Best Tools for financial analysis of SME

Best Tools for financial analysis of SME

  • October 15, 2020

The performance and overall success of your company depend on many factors, i.e. the industry in which you operate, your country, its economic conditions, your managerial skills, employees, etc.. Among these factors the size of business plays an important role and as small and medium-sized enterprises (hereafter SME), you must conduct an overall analysis to discover all the characteristics of your business for better managing resources and surviving among the huge enterprises.

So for ensuring that your business is financially healthy, you should periodically conduct a financial analysis that will give you information about the use of your limited resources.
Your advantage as SME is the flexibility of your business which enables you to react fast to any economic, market, or technological changes. But you must be very careful because these changes often bring financial risks that should be well managed.
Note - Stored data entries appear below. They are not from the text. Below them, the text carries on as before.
use super::due::ParseContext;
use super::error::ParseError;
use super::item::TodoItem;
use super::parser::parse_line;
use super::sort::sort;
use tracing::{debug, warn};

/// Raw content of one note handed to the batch parser
#[derive(Debug, Clone, Copy, PartialEq, Eq)]
pub struct NoteSource<'a> {
    pub id: Option<i64>,
    pub content: &'a str,
}

impl<'a> NoteSource<'a> {
    pub fn new(id: Option<i64>, content: &'a str) -> Self {
        Self { id, content }
    }
}

/// A line that could not be parsed
#[derive(Debug, Clone, PartialEq, Eq)]
pub struct LineFailure {
    pub note_id: Option<i64>,
    /// 1-based line number within the note
    pub line_number: usize,
    pub line: String,
    pub error: ParseError,
}

/// Result of parsing one or more notes
#[derive(Debug, Clone, Default, PartialEq, Eq)]
pub struct Batch {
    pub items: Vec<TodoItem>,
    pub failures: Vec<LineFailure>,
}

impl Batch {
    /// Append another batch, keeping input order
    pub fn merge(&mut self, other: Batch) {
        self.items.extend(other.items);
        self.failures.extend(other.failures);
    }

    /// Reorder the items for display
    pub fn sorted(mut self) -> Batch {
        self.items = sort(self.items);
        self
    }
}

/// Parse every non-blank line of a note
///
/// Lines that fail to parse are dropped from `items`, recorded in
/// `failures` and logged; they never stop the remaining lines.
///
/// # Arguments
/// * `content` - Multi-line note text
/// * `note_id` - Note the text belongs to, if any
/// * `ctx` - Shared reference instant and thresholds
pub fn parse_note(content: &str, note_id: Option<i64>, ctx: &ParseContext) -> Batch {
    let mut batch = Batch::default();
    for (index, line) in content.lines().enumerate() {
        if line.trim().is_empty() {
            continue;
        }
        match parse_line(line, note_id, ctx) {
            Ok(item) => batch.items.push(item),
            Err(error) => {
                warn!(?note_id, line_number = index + 1, %error, "dropping unparseable todo line");
                batch.failures.push(LineFailure {
                    note_id,
                    line_number: index + 1,
                    line: line.to_string(),
                    error,
                });
            }
        }
    }
    batch
}

/// Parse several notes against one reference instant
///
/// Notes with empty content are skipped. Items keep note order and line
/// order; call [`Batch::sorted`] to get display order.
pub fn parse_notes(notes: &[NoteSource<'_>], ctx: &ParseContext) -> Batch {
    let mut batch = Batch::default();
    for note in notes.iter().filter(|n| !n.content.is_empty()) {
        batch.merge(parse_note(note.content, note.id, ctx));
    }
    debug!(
        notes = notes.len(),
        items = batch.items.len(),
        failures = batch.failures.len(),
        "parsed todo batch"
    );
    batch
}

/// Sorted items of a single note
pub fn todos_from_note(content: &str, note_id: Option<i64>, ctx: &ParseContext) -> Vec<TodoItem> {
    parse_note(content, note_id, ctx).sorted().items
}

/// Sorted items of several notes, merged
pub fn todos_from_notes(notes: &[NoteSource<'_>], ctx: &ParseContext) -> Vec<TodoItem> {
    parse_notes(notes, ctx).sorted().items
}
For small or medium-sized enterprises, financial risks can differ from the risks encountered by large companies. Therefore, it is particularly important for SMEs to fully understand the causes of financial risks in order to be able to detect and control them on time and also to survive on the market and support further development (Shuying, & Mei 2014).

There are a huge variety of financial analysis models designed for different industries and types of companies. Here you can find key financial tools and techniques that will help you to build strong financial management for your SME.

Understanding financial statements

If you want to know your financial position and discover ways for continual improvement of business operations you should prepare precise and accurate financial statements which are the written summary of your company’s financial activities for a given period. A complete analysis of these three financial statements may provide you the information for diagnosing the financial strengths and weaknesses of your company:

  1. Balance sheet is a detailed listing of the company’s assets, liabilities, and the value of the stakeholder’s equity. Assets and liabilities are classified in “current” and “non- current’’ types. Current refers to a period of fewer than 12 months and non-current is any period greater than 12 months. Current assets are likely to be turned into cash within a 12-month period and current liabilities must be repaid within that period. So, from this statement, you can understand what resources your business owns and what are the creditors and owner investments that supplied these resources. By analyzing the balance sheet you will discover what financial or physical resources you have for future business activities.
  2. Profit and loss statement shows the company’s income and expenses over a certain period of time. By analyzing this statement you will know whether you had profit or loss which is the main indicator of your business productivity. This is the indicator that every stakeholder needs to know for making further decisions about the business continuity.
  3. Statement of cash flows shows the summary of money coming into and going out of the business over a specific period. This statement can be very useful for your planning purposes and can warn you about the danger of cash flow difficulties. In comparison to large companies, your small business might not be well-diversified with credibility and assets and you might have limited access to a bank loan. So, you should regularly (monthly, quarterly, and yearly) analyze your cash flow statement to make sure that you are able to pay bills and that your business doesn’t run out of cash. This statement separately introduces your cash flows from operating, investing, and financing activities and shows how changes in balance sheet accounts and income affect cash and its equivalents, so you get a thorough understanding of your operations effectiveness.

Conducting ratio analysis

Apart from the analysis of financial statements you should also use their data to conduct ratio analysis which will give a clear view of your financial position. Ratios analyze and compare the relationship between key elements of your financial statements. There are four main categories of ratios that will give you a valuable information:

  1. Profit and profitability (Profit Margin, Return on assets, etc.),
  2. Firm efficiency (Asset turnover, Working capital, etc.),
  3. Leverage (Debt equity, Interest coverage, etc.),
  4. Liquidity (Cash/Total assets, Current ratio).

After calculating each ratio you should compare them to industry standards and understand your gaps or competitive advantages. You can also use ratios to compare your company’s current performance with past performance and indicate your developments or losses.

All these tools and techniques are just a small part of financial management, you should also analyze your company’s market and economic data, and be aware of any internal or external factors and changes that affect your financial and operational performance. Only then your small or medium-sized enterprise can be profitable and you will be able to think about future progress and extensions.